Though Island County’s planners think 25-foot wetland buffers are wide enough, the county will enlarge them next month while waiting for a judge to tell them if they were adequate in the first place.
Faced with possible state sanctions, Island County needs to temporarily abide by a state finding that its setback buffers for wetlands in non-rural zones are too small. So they will make them larger, for now.
At a Dec. 24 meeting, Island County commissioners scheduled a public hearing for 10:45 a.m. Jan. 7 to adopt an interim amendment increasing the buffer for Category B wetlands from the previous distance of 25 feet to 50 feet.

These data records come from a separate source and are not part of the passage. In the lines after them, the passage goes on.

//! Relay URL normalization and shareability checks.
//!
//! Relay URLs arrive from relay lists, tag hints and user input in many
//! cosmetic variants. [`RelayUrl::parse`] folds those variants into one
//! canonical form so that deduplication works on strings, and
//! [`RelayUrl::is_shareable`] decides whether a URL may be used for routing
//! or handed to other users.
//!
//! # Normalization Rules
//!
//! - Trim surrounding whitespace and lowercase everything
//! - Default to `wss://` when no scheme is present
//! - Keep user-info (`user@host`) when it was present
//! - Strip the `#fragment`
//! - Add a trailing slash when there is no path
//! - Reject anything `nostr` does not accept as a websocket URL, and hosts
//!   with characters outside letters, digits, `-`, `.` and `_`
//!
//! # Shareability Rules
//!
//! A URL is shareable only if it:
//! - uses `wss://` and contains exactly one `://`
//! - has a dotted host that is not `localhost`, `.local` or an IPv4 literal
//! - carries no explicit port
//! - contains no whitespace and no `%` (percent-encoded whitespace)
//! - is not a "virtual relay" path smuggling a `npub1`/`nprofile1` identifier

use std::fmt;

use serde::{Deserialize, Serialize};

use super::error::{RelayError, RelayResult};

/// Address the local event cache answers on.
///
/// It is never shareable; the feed assembler adds it to parent lookups so
/// already-cached parents resolve without a network round trip.
pub const LOCAL_RELAY_URL: &str = "local://cache/";

/// Path prefixes used by virtual relays to embed a profile identifier.
const VIRTUAL_RELAY_PREFIXES: &[&str] = &["npub1", "nprofile1"];

/// A normalized relay URL.
///
/// Two URLs that differ only cosmetically (case, missing scheme, missing
/// trailing slash, fragment) normalize to the same value.
///
/// # Example
///
/// ```
/// use outbox_core::relay::RelayUrl;
///
/// let url = RelayUrl::parse("Relay.Example.COM").unwrap();
/// assert_eq!(url.as_str(), "wss://relay.example.com/");
/// assert!(url.is_shareable());
/// ```
#[derive(Debug, Clone, PartialEq, Eq, Hash, PartialOrd, Ord, Serialize, Deserialize)]
#[serde(try_from = "String", into = "String")]
pub struct RelayUrl(String);

impl RelayUrl {
    /// Parses and normalizes a relay URL.
    ///
    /// # Errors
    ///
    /// Returns [`RelayError::InvalidUrl`] if the input is empty, uses a
    /// non-websocket scheme, has no host, or is not a well-formed websocket
    /// address.
    pub fn parse(input: &str) -> RelayResult<Self> {
        let trimmed = input.trim().to_lowercase();
        if trimmed.is_empty() {
            return Err(RelayError::InvalidUrl("empty relay URL".to_string()));
        }

        if trimmed == LOCAL_RELAY_URL {
            return Ok(Self::local_cache());
        }

        let (scheme, rest) = match trimmed.split_once("://") {
            Some((scheme @ ("ws" | "wss"), rest)) => (scheme, rest),
            Some((scheme, _)) => {
                return Err(RelayError::InvalidUrl(format!(
                    "unsupported scheme {scheme}:// in {input}"
                )))
            }
            None => ("wss", trimmed.as_str()),
        };

        // Drop the fragment, the protocol has no use for it.
        let rest = rest.split('#').next().unwrap_or_default();

        let (authority, path) = match rest.find(['/', '?']) {
            Some(index) => rest.split_at(index),
            None => (rest, ""),
        };

        let host = authority.rsplit('@').next().unwrap_or_default();
        if host.is_empty() || host.starts_with(':') {
            return Err(RelayError::InvalidUrl(format!("missing host in {input}")));
        }
        if !host.chars().all(is_host_char) {
            return Err(RelayError::InvalidUrl(format!("invalid host in {input}")));
        }

        let path = if path.is_empty() {
            "/".to_string()
        } else if path.starts_with('?') {
            format!("/{path}")
        } else {
            path.to_string()
        };

        let normalized = format!("{scheme}://{authority}{path}");

        // Structural validation; our own form keeps user-info and the slash.
        nostr::RelayUrl::parse(&normalized)
            .map_err(|e| RelayError::InvalidUrl(format!("{input}: {e}")))?;

        Ok(Self(normalized))
    }

    /// Returns the local cache address.
    #[must_use]
    pub fn local_cache() -> Self {
        Self(LOCAL_RELAY_URL.to_string())
    }

    /// Returns the URL as a string slice.
    #[must_use]
    pub fn as_str(&self) -> &str {
        &self.0
    }

    /// Returns true if this is the local cache address.
    #[must_use]
    pub fn is_local_cache(&self) -> bool {
        self.0 == LOCAL_RELAY_URL
    }

    /// Returns the host portion, without user-info or port.
    #[must_use]
    pub fn host(&self) -> &str {
        let authority = self.authority();
        let host = authority.rsplit('@').next().unwrap_or(authority);
        host.split(':').next().unwrap_or(host)
    }

    /// Returns the path, including any query.
    #[must_use]
    pub fn path(&self) -> &str {
        let rest = self.after_scheme();
        rest.find('/').map_or("/", |index| &rest[index..])
    }

    /// Returns true if this URL may be used for routing and shared with others.
    ///
    /// See the module docs for the full rule set. Unshareable URLs are
    /// silently dropped by the selector, never reported as errors.
    #[must_use]
    pub fn is_shareable(&self) -> bool {
        let url = self.as_str();

        if !url.starts_with("wss://") || url.matches("://").count() != 1 {
            return false;
        }

        if url.chars().any(char::is_whitespace) || url.contains('%') {
            return false;
        }

        let host = self.host();
        if !host.contains('.') || host.starts_with('.') || host.ends_with('.') {
            return false;
        }

        if is_local_host(host) || is_ipv4_literal(host) || self.port().is_some() {
            return false;
        }

        !self.is_virtual_relay()
    }

    /// Returns the explicit port, if any.
    fn port(&self) -> Option<&str> {
        let authority = self.authority();
        let host_port = authority.rsplit('@').next().unwrap_or(authority);
        host_port.split_once(':').map(|(_, port)| port)
    }

    fn is_virtual_relay(&self) -> bool {
        self.path().split('/').any(|segment| {
            VIRTUAL_RELAY_PREFIXES
                .iter()
                .any(|prefix| segment.starts_with(prefix))
        })
    }

    fn after_scheme(&self) -> &str {
        self.0
            .split_once("://")
            .map_or(self.0.as_str(), |(_, rest)| rest)
    }

    fn authority(&self) -> &str {
        let rest = self.after_scheme();
        rest.split(['/', '?']).next().unwrap_or(rest)
    }
}

impl fmt::Display for RelayUrl {
    fn fmt(&self, f: &mut fmt::Formatter<'_>) -> fmt::Result {
        f.write_str(&self.0)
    }
}

impl AsRef<str> for RelayUrl {
    fn as_ref(&self) -> &str {
        &self.0
    }
}

impl TryFrom<String> for RelayUrl {
    type Error = RelayError;

    fn try_from(value: String) -> RelayResult<Self> {
        Self::parse(&value)
    }
}

impl From<RelayUrl> for String {
    fn from(url: RelayUrl) -> Self {
        url.0
    }
}

fn is_local_host(host: &str) -> bool {
    host == "localhost" || host.ends_with(".local") || host.ends_with(".localhost")
}

/// Characters allowed in a host and optional port.
fn is_host_char(c: char) -> bool {
    c.is_alphanumeric() || matches!(c, '-' | '.' | '_' | ':' | '[' | ']')
}

fn is_ipv4_literal(host: &str) -> bool {
    let octets: Vec<&str> = host.split('.').collect();
    octets.len() == 4 && octets.iter().all(|octet| octet.parse::<u8>().is_ok())
}

/// Parses every candidate, dropping the ones that fail to normalize.
pub fn parse_all<I, S>(candidates: I) -> impl Iterator<Item = RelayUrl>
where
    I: IntoIterator<Item = S>,
    S: AsRef<str>,
{
    candidates.into_iter().filter_map(|candidate| {
        let parsed = RelayUrl::parse(candidate.as_ref());
        if let Err(ref e) = parsed {
            tracing::trace!(candidate = candidate.as_ref(), error = %e, "dropping relay candidate");
        }
        parsed.ok()
    })
}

In June 1999, the Western Washington Growth Management Hearings Board found that Island County’s 25-foot buffer for wetlands was “not adequate to protect wildlife.” The finding came after the Whidbey Environmental Action Network appealed the county’s wetland ordinance to the board.
On Nov. 17, 2000, the hearings board said while the county’s 50-foot wetland buffer for rural zones was appropriate, the 25-foot setback in other zones needed to be doubled or analyzed to determine the “adequacy of its other provisions to protect wildlife functions in these zones.”
Steve Erickson, one of WEAN’s founders, said the decision was the best he could get.
“It’s certainly better than 25 feet,” he said.
The county has appealed the hearing board’s order in Island County Superior Court.
Even though that appeal is still pending, the commissioners need to adopt an interim amendment increasing all wetland buffers to 50 feet to avoid a finding of invalidity and a recommendation of sanctions. Sanctions could cost the county some state funding.
Both of Island County’s Superior Court judges, Vicki Churchill and Alan Hancock, excused themselves from hearing the appeal. A Whatcom County judge will now hear the appeal sometime in the next few months.
The hearing on the interim wetland amendment will be held in the Courthouse Annex in Coupeville.